Available data
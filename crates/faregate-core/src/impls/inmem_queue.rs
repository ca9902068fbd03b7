//! InMemoryQueue - プロセス内 FIFO キュー
//!
//! # 実装詳細
//! - `std::sync::Mutex<VecDeque<TaskId>>` で排他制御（ロック中に await しない）
//! - `tokio::sync::Notify` で dequeue 待ちを起こす

use std::collections::VecDeque;
use std::sync::{Mutex, MutexGuard, PoisonError};

use async_trait::async_trait;
use tokio::sync::Notify;

use crate::domain::TaskId;
use crate::ports::Queue;

#[derive(Default)]
struct QueueState {
    items: VecDeque<TaskId>,
    closed: bool,
}

/// In-memory FIFO of pending task ids.
#[derive(Default)]
pub struct InMemoryQueue {
    state: Mutex<QueueState>,
    notify: Notify,
}

impl InMemoryQueue {
    pub fn new() -> Self {
        Self::default()
    }

    fn lock(&self) -> MutexGuard<'_, QueueState> {
        // 中身は VecDeque と bool だけなので poison されても整合性は崩れない
        self.state.lock().unwrap_or_else(PoisonError::into_inner)
    }
}

#[async_trait]
impl Queue for InMemoryQueue {
    fn enqueue(&self, task_id: TaskId) -> bool {
        {
            let mut state = self.lock();
            if state.closed {
                return false;
            }
            state.items.push_back(task_id);
        }
        // Notify outside the lock
        self.notify.notify_one();
        true
    }

    async fn dequeue(&self) -> Option<TaskId> {
        loop {
            // enable() してから状態を見ることで、確認と待機の間の notify を取りこぼさない
            let notified = self.notify.notified();
            tokio::pin!(notified);
            notified.as_mut().enable();

            {
                let mut state = self.lock();
                if state.closed {
                    return None;
                }
                if let Some(task_id) = state.items.pop_front() {
                    let more = !state.items.is_empty();
                    drop(state);
                    // Hand the wake-up on if we consumed one meant for several items.
                    if more {
                        self.notify.notify_one();
                    }
                    return Some(task_id);
                }
            }

            notified.await;
        }
    }

    fn remove(&self, task_id: TaskId) -> bool {
        let mut state = self.lock();
        match state.items.iter().position(|queued| *queued == task_id) {
            Some(index) => state.items.remove(index).is_some(),
            None => false,
        }
    }

    fn try_dequeue(&self) -> Option<TaskId> {
        let mut state = self.lock();
        if state.closed {
            return None;
        }
        state.items.pop_front()
    }

    fn is_empty(&self) -> bool {
        self.lock().items.is_empty()
    }

    fn len(&self) -> usize {
        self.lock().items.len()
    }

    fn close(&self) {
        self.lock().closed = true;
        self.notify.notify_waiters();
    }

    fn is_closed(&self) -> bool {
        self.lock().closed
    }
}
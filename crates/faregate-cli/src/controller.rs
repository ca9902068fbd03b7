//! BatchController - 1 バッチの実行（投入 → 待機 → リトライ → レポート）

use std::sync::Arc;
use std::time::Duration;

use anyhow::{Context, Result};
use chrono::{DateTime, Utc};
use faregate_core::domain::{Id, IdMarker};
use faregate_core::ports::{SystemClock, UlidGenerator};
use faregate_core::{Scheduler, TaskError, TaskHandler, TaskId, TaskRecord, TaskStatus};
use serde::Serialize;
use tokio::time::Instant;
use tracing::{info, warn};

use crate::acquisition::FlightQuery;
use crate::config::BatchConfig;
use crate::retry::RetryPolicy;

/// Batch のマーカー型
#[derive(Debug, Clone, Copy, PartialEq, Eq, Hash, PartialOrd, Ord)]
pub enum Batch {}

impl IdMarker for Batch {
    fn prefix() -> &'static str {
        "batch-"
    }
}

pub type BatchId = Id<Batch>;

/// Outcome of one batch run, printed as JSON on stdout.
#[derive(Debug, Clone, Serialize)]
pub struct BatchReport {
    pub batch_id: String,
    pub started_at: DateTime<Utc>,
    pub finished_at: DateTime<Utc>,
    pub total_tasks: usize,
    pub completed_tasks: usize,
    pub succeeded: usize,
    pub failed: usize,
    pub elapsed_secs: f64,
    pub timed_out: bool,
    pub retry_rounds: u32,
    pub tasks: Vec<TaskReport>,
}

/// Final state of one flight task, after its last attempt.
#[derive(Debug, Clone, Serialize)]
pub struct TaskReport {
    pub name: String,
    pub task_id: String,
    pub status: TaskStatus,
    pub attempts: u32,
    pub start_time: Option<DateTime<Utc>>,
    pub end_time: Option<DateTime<Utc>>,
    pub result: Option<serde_json::Value>,
    pub error: Option<TaskError>,
}

impl TaskReport {
    fn new(name: &str, record: &TaskRecord) -> Self {
        Self {
            name: name.to_string(),
            task_id: record.task_id.to_string(),
            status: record.status,
            attempts: record.attempt,
            start_time: record.start_time,
            end_time: record.end_time,
            result: record.result.clone(),
            error: record.error_info.clone(),
        }
    }
}

impl BatchReport {
    pub fn is_success(&self) -> bool {
        !self.timed_out && self.failed == 0 && self.completed_tasks == self.total_tasks
    }
}

/// Latest attempt of a named flight task.
struct Lineage {
    name: String,
    task_id: TaskId,
}

/// Drives one batch through a scheduler.
pub struct BatchController {
    config: BatchConfig,
    handler: Arc<dyn TaskHandler>,
    policy: RetryPolicy,
}

impl BatchController {
    pub fn new(config: BatchConfig, handler: Arc<dyn TaskHandler>) -> Self {
        let policy = RetryPolicy::from_config(&config.retry);
        Self {
            config,
            handler,
            policy,
        }
    }

    /// Submit every flight task, wait for them (retrying what the policy
    /// allows) and report. The scheduler is shut down before returning.
    pub async fn run(&self) -> Result<BatchReport> {
        let batch_id: BatchId = UlidGenerator::new(SystemClock).generate();
        let started_at = Utc::now();
        let started = Instant::now();
        let deadline = started + self.config.task.timeout();

        let scheduler = Scheduler::builder()
            .config(self.config.task.scheduler_config())
            .shared_handler(Arc::clone(&self.handler))
            .build()
            .context("building scheduler")?;

        info!(
            %batch_id,
            tasks = self.config.flight_tasks.len(),
            max_concurrent_tasks = scheduler.max_concurrent_tasks(),
            timeout_minutes = self.config.task.task_timeout_minutes,
            "batch started"
        );

        let outcome = self.drive(&scheduler, deadline).await;
        // stop the workers even when driving failed part-way
        scheduler.shutdown().await;
        let (lineages, timed_out, retry_rounds) = outcome?;

        let tasks = lineages
            .iter()
            .map(|l| {
                scheduler
                    .get_task_status(l.task_id)
                    .map(|record| TaskReport::new(&l.name, &record))
                    .with_context(|| format!("reading status of '{}'", l.name))
            })
            .collect::<Result<Vec<_>>>()?;

        let report = build_report(
            batch_id,
            started_at,
            started.elapsed(),
            timed_out,
            retry_rounds,
            tasks,
        );
        if report.is_success() {
            info!(%batch_id, succeeded = report.succeeded, "batch finished");
        } else {
            warn!(
                %batch_id,
                succeeded = report.succeeded,
                failed = report.failed,
                timed_out = report.timed_out,
                "batch finished with failures"
            );
        }
        Ok(report)
    }

    async fn drive(
        &self,
        scheduler: &Scheduler,
        deadline: Instant,
    ) -> Result<(Vec<Lineage>, bool, u32)> {
        let mut lineages = Vec::with_capacity(self.config.flight_tasks.len());
        for task in &self.config.flight_tasks {
            let query = FlightQuery {
                name: task.name.clone(),
                api_params: task.api_params.clone(),
            };
            let task_id = scheduler
                .add_typed_task(&query)
                .with_context(|| format!("submitting flight task '{}'", task.name))?;
            lineages.push(Lineage {
                name: task.name.clone(),
                task_id,
            });
        }

        scheduler
            .start(scheduler.config().worker_count())
            .context("starting workers")?;

        let mut timed_out = !wait_until(scheduler, deadline).await;
        let mut round = 0;

        while !timed_out {
            let retryable: Vec<usize> = lineages
                .iter()
                .enumerate()
                .filter(|(_, l)| {
                    scheduler
                        .get_task_status(l.task_id)
                        .is_ok_and(|record| self.policy.should_retry(&record))
                })
                .map(|(i, _)| i)
                .collect();
            if retryable.is_empty() {
                break;
            }

            let next_round = round + 1;
            let delay = self.policy.next_delay(next_round);
            if Instant::now() + delay >= deadline {
                warn!(
                    round = next_round,
                    tasks = retryable.len(),
                    ?delay,
                    "no time left for another retry round"
                );
                break;
            }
            round = next_round;
            info!(round, tasks = retryable.len(), ?delay, "retry round scheduled");
            tokio::time::sleep(delay).await;

            for i in retryable {
                let lineage = &mut lineages[i];
                lineage.task_id = scheduler
                    .retry_task(lineage.task_id)
                    .with_context(|| format!("resubmitting flight task '{}'", lineage.name))?;
            }
            timed_out = !wait_until(scheduler, deadline).await;
        }

        Ok((lineages, timed_out, round))
    }
}

async fn wait_until(scheduler: &Scheduler, deadline: Instant) -> bool {
    let remaining = deadline.saturating_duration_since(Instant::now());
    scheduler.wait_for_all_tasks(remaining).await
}

fn build_report(
    batch_id: BatchId,
    started_at: DateTime<Utc>,
    elapsed: Duration,
    timed_out: bool,
    retry_rounds: u32,
    tasks: Vec<TaskReport>,
) -> BatchReport {
    let succeeded = tasks
        .iter()
        .filter(|t| t.status == TaskStatus::Succeeded)
        .count();
    let failed = tasks
        .iter()
        .filter(|t| t.status == TaskStatus::Failed)
        .count();

    BatchReport {
        batch_id: batch_id.to_string(),
        started_at,
        finished_at: Utc::now(),
        total_tasks: tasks.len(),
        completed_tasks: succeeded + failed,
        succeeded,
        failed,
        elapsed_secs: elapsed.as_secs_f64(),
        timed_out,
        retry_rounds,
        tasks,
    }
}
use chrono::{Datelike, NaiveDate};
use tracing::warn;

use super::{Trip, days_in_month, target_month};
use crate::config::FixedMonthTaskConfig;

/// One trip per template, on `depart_day`/`return_day` of the target
/// month. Days past the end of the month fall back to its last day.
pub fn fixed_month_trips(templates: &[FixedMonthTaskConfig], today: NaiveDate) -> Vec<Trip<'_>> {
    templates
        .iter()
        .filter_map(|template| {
            let trip = fixed_trip(template, today);
            if trip.is_none() {
                warn!(
                    route = %template.route.depart_city,
                    month_offset = template.month_offset,
                    "fixed-month task has no valid dates, skipped"
                );
            }
            trip
        })
        .collect()
}

fn fixed_trip(template: &FixedMonthTaskConfig, today: NaiveDate) -> Option<Trip<'_>> {
    let first = target_month(today, template.month_offset)?;
    let last_day = days_in_month(first)?;
    let depart = first.with_day(template.depart_day.clamp(1, last_day))?;
    let ret = first.with_day(template.return_day.clamp(1, last_day))?;
    Some(Trip {
        route: &template.route,
        params: &template.api_params,
        depart,
        ret,
        label: None,
    })
}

Task
Quote exactly the lines running from the start of the listing above through the line where "use tokio::sync::Notify;" is found, and output no other lines.

Reply to the task
filename crates/faregate-core/src/impls/inmem_queue.rs
repository ca9902068fbd03b7
//! InMemoryQueue - プロセス内 FIFO キュー
//!
//! # 実装詳細
//! - `std::sync::Mutex<VecDeque<TaskId>>` で排他制御（ロック中に await しない）
//! - `tokio::sync::Notify` で dequeue 待ちを起こす

use std::collections::VecDeque;
use std::sync::{Mutex, MutexGuard, PoisonError};

use async_trait::async_trait;
use tokio::sync::Notify;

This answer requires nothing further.